### TASK DESCRIPTION:
Copy every line that holds the string "facility" from the data below.
BEGIN RECORD SET
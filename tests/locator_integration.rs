/*
 *  tests/locator_integration.rs
 *
 *  Integration tests for variant resolution and module loading
 *
 *  BoardWalk - the right module for the board
 *  (c) 2020-26 Stuart Hunter
 */

use std::cell::{Cell, RefCell};
use std::collections::HashMap;
use std::path::Path;
use std::rc::Rc;

use boardwalk::config::BoardProperties;
use boardwalk::module::error::LocateError;
use boardwalk::module::ffi::ModuleDescriptor;
use boardwalk::module::loader::{ImageLoader, ModuleImage, ModuleLoader};
use boardwalk::module::locator::{ModuleLocator, module_suffix};

static LED_DEFAULT: ModuleDescriptor =
    ModuleDescriptor::new("led", "Default LED", "tester");
static LED_TROUT: ModuleDescriptor =
    ModuleDescriptor::new("led", "Trout LED", "tester");
static LED_WRONG_ID: ModuleDescriptor =
    ModuleDescriptor::new("led2", "Mislabeled LED", "tester");

/// Observes the fake loading facility: every attempted open, every
/// open/close event, and a live handle count, standing in for the platform
/// loader's bookkeeping.
#[derive(Default)]
struct Probe {
    attempts: RefCell<Vec<String>>,
    events: RefCell<Vec<String>>,
    live: Cell<isize>,
}

impl Probe {
    fn attempts(&self) -> Vec<String> {
        self.attempts.borrow().clone()
    }

    fn events(&self) -> Vec<String> {
        self.events.borrow().clone()
    }
}

struct FakeImage {
    name: String,
    descriptor: &'static ModuleDescriptor,
    probe: Rc<Probe>,
}

impl ModuleImage for FakeImage {
    fn descriptor(&self, _symbol: &str) -> Result<*const ModuleDescriptor, String> {
        Ok(self.descriptor as *const ModuleDescriptor)
    }
}

impl Drop for FakeImage {
    fn drop(&mut self) {
        self.probe.events.borrow_mut().push(format!("close {}", self.name));
        self.probe.live.set(self.probe.live.get() - 1);
    }
}

/// Fake loading facility: a map from candidate file name to the descriptor
/// that file would export.
struct FakeLoader {
    images: HashMap<String, &'static ModuleDescriptor>,
    probe: Rc<Probe>,
}

impl ImageLoader for FakeLoader {
    type Image = FakeImage;

    fn open(&self, path: &Path) -> Result<FakeImage, String> {
        let name = path
            .file_name()
            .map(|n| n.to_string_lossy().into_owned())
            .unwrap_or_default();
        self.probe.attempts.borrow_mut().push(name.clone());

        match self.images.get(&name) {
            Some(descriptor) => {
                self.probe.events.borrow_mut().push(format!("open {}", name));
                self.probe.live.set(self.probe.live.get() + 1);
                Ok(FakeImage {
                    name,
                    descriptor,
                    probe: Rc::clone(&self.probe),
                })
            }
            None => Err(format!("{}: cannot open shared object file", path.display())),
        }
    }
}

fn module_file(id: &str, variant: &str) -> String {
    format!("{}.{}.{}", id, variant, module_suffix())
}

/// Locator over a fake facility holding `images`, with board properties
/// from `props`.
fn fake_locator(
    images: &[(&str, &'static ModuleDescriptor)],
    props: &[(&str, &str)],
) -> (ModuleLocator<FakeLoader>, Rc<Probe>) {
    let probe = Rc::new(Probe::default());
    let loader = FakeLoader {
        images: images
            .iter()
            .map(|(name, d)| (name.to_string(), *d))
            .collect(),
        probe: Rc::clone(&probe),
    };
    let store = BoardProperties::from_iter(props.iter().copied());
    let locator = ModuleLocator::with_loader(
        "/lib/boardwalk/modules",
        Box::new(store),
        ModuleLoader::with_image_loader(loader),
    );
    (locator, probe)
}

fn init_logs() {
    let _ = env_logger::builder().is_test(true).try_init();
}

#[test]
fn test_exhaustion_leaves_no_open_handles() {
    let (locator, probe) = fake_locator(&[], &[("board", "trout")]);

    let err = locator.locate("led").unwrap_err();
    assert!(matches!(err, LocateError::NotFound(_)));
    assert_eq!(probe.live.get(), 0);

    // arch is unset, so only board and default were ever tried, and
    // nothing was ever opened
    assert_eq!(
        probe.attempts(),
        vec![module_file("led", "trout"), module_file("led", "default")]
    );
    assert!(probe.events().is_empty());
}

#[test]
fn test_single_valid_candidate_succeeds() {
    let led_default = module_file("led", "default");
    let (locator, _probe) = fake_locator(&[(&led_default, &LED_DEFAULT)], &[]);

    let module = locator.locate("led").unwrap();
    assert_eq!(module.info().id, "led");
    assert_eq!(module.info().name, "Default LED");
}

#[test]
fn test_board_variant_wins_over_default() {
    let led_trout = module_file("led", "trout");
    let led_default = module_file("led", "default");
    let (locator, probe) = fake_locator(
        &[(&led_trout, &LED_TROUT), (&led_default, &LED_DEFAULT)],
        &[("board", "trout")],
    );

    let module = locator.locate("led").unwrap();
    assert_eq!(module.info().name, "Trout LED");

    // first success wins; the default candidate is never opened
    assert_eq!(probe.events(), vec![format!("open {}", led_trout)]);
}

#[test]
fn test_id_mismatch_closes_handle_and_continues() {
    let led_trout = module_file("led", "trout");
    let led_default = module_file("led", "default");
    let (locator, probe) = fake_locator(
        &[(&led_trout, &LED_WRONG_ID), (&led_default, &LED_DEFAULT)],
        &[("board", "trout")],
    );

    let module = locator.locate("led").unwrap();
    assert_eq!(module.info().id, "led");

    // the mismatched image was closed before the next candidate was opened
    assert_eq!(
        probe.events(),
        vec![
            format!("open {}", led_trout),
            format!("close {}", led_trout),
            format!("open {}", led_default),
        ]
    );

    // only the returned module is still open
    assert_eq!(probe.live.get(), 1);
    drop(module);
    assert_eq!(probe.live.get(), 0);
}

#[test]
fn test_unavailable_property_skips_without_io() {
    let led_default = module_file("led", "default");
    // no board, no arch: the first two chain entries must not produce any
    // open attempt at all
    let (locator, probe) = fake_locator(&[(&led_default, &LED_DEFAULT)], &[]);

    let module = locator.locate("led").unwrap();
    assert_eq!(module.info().id, "led");

    // the skipped entries produced no loader traffic at all
    assert_eq!(probe.attempts(), vec![led_default.clone()]);
    assert_eq!(probe.events(), vec![format!("open {}", led_default)]);
}

#[test]
fn test_board_mismatch_arch_unset_default_wins() {
    // The canonical walk: board resolves but its module is mislabeled, arch
    // is unset and skipped, default validates.
    init_logs();

    let led_trout = module_file("led", "trout");
    let led_default = module_file("led", "default");
    let (locator, probe) = fake_locator(
        &[(&led_trout, &LED_WRONG_ID), (&led_default, &LED_DEFAULT)],
        &[("board", "trout")],
    );

    let module = locator.locate("led").unwrap();
    assert_eq!(module.info().id, "led");
    assert_eq!(module.info().name, "Default LED");

    // exactly two attempts: trout (rejected, closed), then default
    assert_eq!(
        probe.events(),
        vec![
            format!("open {}", led_trout),
            format!("close {}", led_trout),
            format!("open {}", led_default),
        ]
    );

    drop(module);
    assert_eq!(probe.live.get(), 0);
}

#[test]
fn test_locate_is_idempotent() {
    let led_default = module_file("led", "default");
    let (locator, probe) = fake_locator(&[(&led_default, &LED_DEFAULT)], &[]);

    let first = locator.locate("led").unwrap();
    let second = locator.locate("led").unwrap();
    assert_eq!(first.info(), second.info());

    drop(first);
    drop(second);
    assert_eq!(probe.live.get(), 0);
}

#[test]
fn test_invalid_id_never_touches_the_loader() {
    let led_default = module_file("led", "default");
    let (locator, probe) = fake_locator(&[(&led_default, &LED_DEFAULT)], &[]);

    let err = locator.locate("../led").unwrap_err();
    assert!(matches!(err, LocateError::InvalidId(_)));
    assert!(probe.attempts().is_empty());
}

#[test]
fn test_real_loader_exhausts_on_missing_files() {
    // End-to-end over the real dynamic loader: nothing installed, so every
    // candidate fails to open and the caller sees NotFound.
    let dir = tempfile::tempdir().unwrap();
    let locator = ModuleLocator::new(
        dir.path(),
        Box::new(BoardProperties::from_iter([("board", "trout")])),
    );

    let err = locator.locate("led").unwrap_err();
    assert!(matches!(err, LocateError::NotFound(_)));
}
END RECORD SET
### RESULT:
/// Observes the fake loading facility: every attempted open, every
/// Fake loading facility: a map from candidate file name to the descriptor
/// Locator over a fake facility holding `images`, with board properties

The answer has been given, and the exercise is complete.